> Listed entries
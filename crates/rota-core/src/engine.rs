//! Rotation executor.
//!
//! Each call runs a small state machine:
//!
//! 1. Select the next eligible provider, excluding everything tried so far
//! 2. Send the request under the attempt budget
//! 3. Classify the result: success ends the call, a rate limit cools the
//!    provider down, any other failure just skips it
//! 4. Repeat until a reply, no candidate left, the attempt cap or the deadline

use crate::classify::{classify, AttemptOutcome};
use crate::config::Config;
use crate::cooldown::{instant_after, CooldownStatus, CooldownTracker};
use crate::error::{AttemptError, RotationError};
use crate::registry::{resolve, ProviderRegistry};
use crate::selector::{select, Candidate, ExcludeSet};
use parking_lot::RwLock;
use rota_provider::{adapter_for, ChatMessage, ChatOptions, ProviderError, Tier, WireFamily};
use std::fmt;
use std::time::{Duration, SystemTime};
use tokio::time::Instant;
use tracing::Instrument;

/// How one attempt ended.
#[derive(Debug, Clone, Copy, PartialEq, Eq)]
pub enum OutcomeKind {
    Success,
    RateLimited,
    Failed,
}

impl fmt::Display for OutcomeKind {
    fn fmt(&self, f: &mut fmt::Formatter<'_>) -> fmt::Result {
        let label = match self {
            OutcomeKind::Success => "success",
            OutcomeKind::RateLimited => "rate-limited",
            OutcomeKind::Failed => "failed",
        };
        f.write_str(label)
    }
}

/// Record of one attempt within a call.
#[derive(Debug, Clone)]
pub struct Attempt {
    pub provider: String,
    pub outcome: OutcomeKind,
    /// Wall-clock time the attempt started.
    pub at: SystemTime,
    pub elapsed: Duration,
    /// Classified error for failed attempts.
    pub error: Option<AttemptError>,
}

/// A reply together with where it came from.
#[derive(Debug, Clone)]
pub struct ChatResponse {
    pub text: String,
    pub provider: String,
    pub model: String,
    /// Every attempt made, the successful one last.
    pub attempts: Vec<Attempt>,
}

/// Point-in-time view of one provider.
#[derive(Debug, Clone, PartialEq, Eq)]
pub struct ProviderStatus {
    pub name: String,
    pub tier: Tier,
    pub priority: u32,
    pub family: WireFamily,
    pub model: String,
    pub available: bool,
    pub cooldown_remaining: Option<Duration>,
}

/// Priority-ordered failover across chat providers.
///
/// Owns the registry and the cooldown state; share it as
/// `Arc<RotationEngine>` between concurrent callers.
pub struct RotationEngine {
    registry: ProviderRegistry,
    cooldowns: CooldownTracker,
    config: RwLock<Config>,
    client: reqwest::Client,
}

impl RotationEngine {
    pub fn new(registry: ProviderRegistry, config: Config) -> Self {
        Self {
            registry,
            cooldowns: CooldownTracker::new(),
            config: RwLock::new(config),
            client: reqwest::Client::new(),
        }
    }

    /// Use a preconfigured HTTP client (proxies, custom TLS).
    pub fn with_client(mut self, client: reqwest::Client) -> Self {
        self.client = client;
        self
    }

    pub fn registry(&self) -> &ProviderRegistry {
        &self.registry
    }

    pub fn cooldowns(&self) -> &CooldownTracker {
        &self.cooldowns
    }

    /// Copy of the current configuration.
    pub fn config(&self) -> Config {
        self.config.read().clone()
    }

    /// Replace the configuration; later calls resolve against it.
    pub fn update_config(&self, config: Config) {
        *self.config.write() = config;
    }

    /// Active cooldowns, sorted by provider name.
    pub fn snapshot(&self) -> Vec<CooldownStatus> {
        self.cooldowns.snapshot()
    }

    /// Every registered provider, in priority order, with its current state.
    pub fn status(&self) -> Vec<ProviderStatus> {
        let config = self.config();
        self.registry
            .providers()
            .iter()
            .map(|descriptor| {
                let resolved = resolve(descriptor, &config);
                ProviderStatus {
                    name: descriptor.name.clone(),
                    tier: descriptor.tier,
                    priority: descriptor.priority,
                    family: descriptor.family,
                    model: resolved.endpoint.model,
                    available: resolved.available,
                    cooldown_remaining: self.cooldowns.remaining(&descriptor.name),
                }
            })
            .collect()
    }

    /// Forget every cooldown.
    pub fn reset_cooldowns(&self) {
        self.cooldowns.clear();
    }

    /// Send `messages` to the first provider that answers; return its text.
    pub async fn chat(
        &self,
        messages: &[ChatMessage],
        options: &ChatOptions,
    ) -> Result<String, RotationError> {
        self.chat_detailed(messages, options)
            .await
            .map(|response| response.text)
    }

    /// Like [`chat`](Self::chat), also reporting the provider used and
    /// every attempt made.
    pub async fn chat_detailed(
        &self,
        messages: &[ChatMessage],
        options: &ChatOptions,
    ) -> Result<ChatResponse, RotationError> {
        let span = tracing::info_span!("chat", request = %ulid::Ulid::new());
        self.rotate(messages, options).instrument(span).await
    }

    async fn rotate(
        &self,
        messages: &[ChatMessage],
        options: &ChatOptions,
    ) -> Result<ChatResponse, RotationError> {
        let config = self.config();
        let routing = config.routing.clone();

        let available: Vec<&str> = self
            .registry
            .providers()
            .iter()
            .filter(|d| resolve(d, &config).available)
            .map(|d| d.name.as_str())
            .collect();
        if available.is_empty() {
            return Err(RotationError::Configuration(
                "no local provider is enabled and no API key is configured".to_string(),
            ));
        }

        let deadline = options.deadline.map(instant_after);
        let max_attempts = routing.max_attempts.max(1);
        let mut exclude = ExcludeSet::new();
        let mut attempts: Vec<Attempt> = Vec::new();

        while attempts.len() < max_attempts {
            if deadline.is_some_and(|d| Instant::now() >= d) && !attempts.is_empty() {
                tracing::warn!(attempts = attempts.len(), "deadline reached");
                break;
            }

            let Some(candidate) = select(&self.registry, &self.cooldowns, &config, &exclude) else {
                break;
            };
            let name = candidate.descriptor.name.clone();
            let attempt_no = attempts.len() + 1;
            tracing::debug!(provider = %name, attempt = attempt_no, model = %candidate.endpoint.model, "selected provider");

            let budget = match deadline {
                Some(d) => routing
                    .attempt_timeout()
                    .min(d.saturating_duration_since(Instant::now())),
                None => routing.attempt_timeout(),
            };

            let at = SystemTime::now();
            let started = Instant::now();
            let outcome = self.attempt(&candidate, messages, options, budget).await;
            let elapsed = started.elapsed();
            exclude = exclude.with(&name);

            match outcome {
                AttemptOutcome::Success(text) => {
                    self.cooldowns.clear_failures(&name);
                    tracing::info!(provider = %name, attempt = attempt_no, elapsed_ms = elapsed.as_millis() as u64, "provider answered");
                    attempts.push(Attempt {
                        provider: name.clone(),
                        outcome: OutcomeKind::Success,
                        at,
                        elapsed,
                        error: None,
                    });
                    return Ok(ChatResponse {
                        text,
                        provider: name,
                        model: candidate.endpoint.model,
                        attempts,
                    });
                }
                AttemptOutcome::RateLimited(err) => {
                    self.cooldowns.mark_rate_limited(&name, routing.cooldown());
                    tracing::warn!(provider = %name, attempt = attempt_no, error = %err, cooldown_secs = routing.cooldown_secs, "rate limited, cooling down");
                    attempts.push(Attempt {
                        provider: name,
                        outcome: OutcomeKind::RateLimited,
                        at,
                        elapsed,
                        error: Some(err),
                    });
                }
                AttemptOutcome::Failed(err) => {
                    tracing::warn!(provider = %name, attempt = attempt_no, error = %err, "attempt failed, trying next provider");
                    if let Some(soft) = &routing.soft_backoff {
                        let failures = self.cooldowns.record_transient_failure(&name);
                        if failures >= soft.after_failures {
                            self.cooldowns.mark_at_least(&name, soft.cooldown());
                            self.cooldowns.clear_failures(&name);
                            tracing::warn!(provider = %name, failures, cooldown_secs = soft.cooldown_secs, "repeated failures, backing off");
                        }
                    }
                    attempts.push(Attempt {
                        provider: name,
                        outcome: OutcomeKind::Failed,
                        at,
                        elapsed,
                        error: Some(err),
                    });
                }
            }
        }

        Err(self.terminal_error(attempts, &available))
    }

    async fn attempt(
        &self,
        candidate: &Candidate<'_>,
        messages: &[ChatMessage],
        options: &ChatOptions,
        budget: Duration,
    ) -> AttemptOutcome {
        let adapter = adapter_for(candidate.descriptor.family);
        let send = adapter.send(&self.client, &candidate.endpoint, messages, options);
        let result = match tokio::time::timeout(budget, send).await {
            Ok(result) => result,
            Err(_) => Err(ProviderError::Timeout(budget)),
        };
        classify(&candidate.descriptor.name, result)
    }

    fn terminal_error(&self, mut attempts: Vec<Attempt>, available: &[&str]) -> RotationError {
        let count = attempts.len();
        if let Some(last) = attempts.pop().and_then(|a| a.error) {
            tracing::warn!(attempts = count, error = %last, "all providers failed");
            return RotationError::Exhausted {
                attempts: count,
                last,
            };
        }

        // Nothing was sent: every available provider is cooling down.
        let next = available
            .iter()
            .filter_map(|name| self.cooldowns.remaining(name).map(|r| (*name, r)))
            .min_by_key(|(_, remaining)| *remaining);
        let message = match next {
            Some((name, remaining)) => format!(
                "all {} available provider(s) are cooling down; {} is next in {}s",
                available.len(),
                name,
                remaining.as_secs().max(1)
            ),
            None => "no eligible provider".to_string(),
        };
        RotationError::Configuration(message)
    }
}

> What you are asked to do
Start with the line above that contains "pub fn registry(&self)" and end with the line that contains "resolve against it.". Write out those lines exactly, and only those.

> Your solution
    pub fn registry(&self) -> &ProviderRegistry {
        &self.registry
    }

    pub fn cooldowns(&self) -> &CooldownTracker {
        &self.cooldowns
    }

    /// Copy of the current configuration.
    pub fn config(&self) -> Config {
        self.config.read().clone()
    }

    /// Replace the configuration; later calls resolve against it.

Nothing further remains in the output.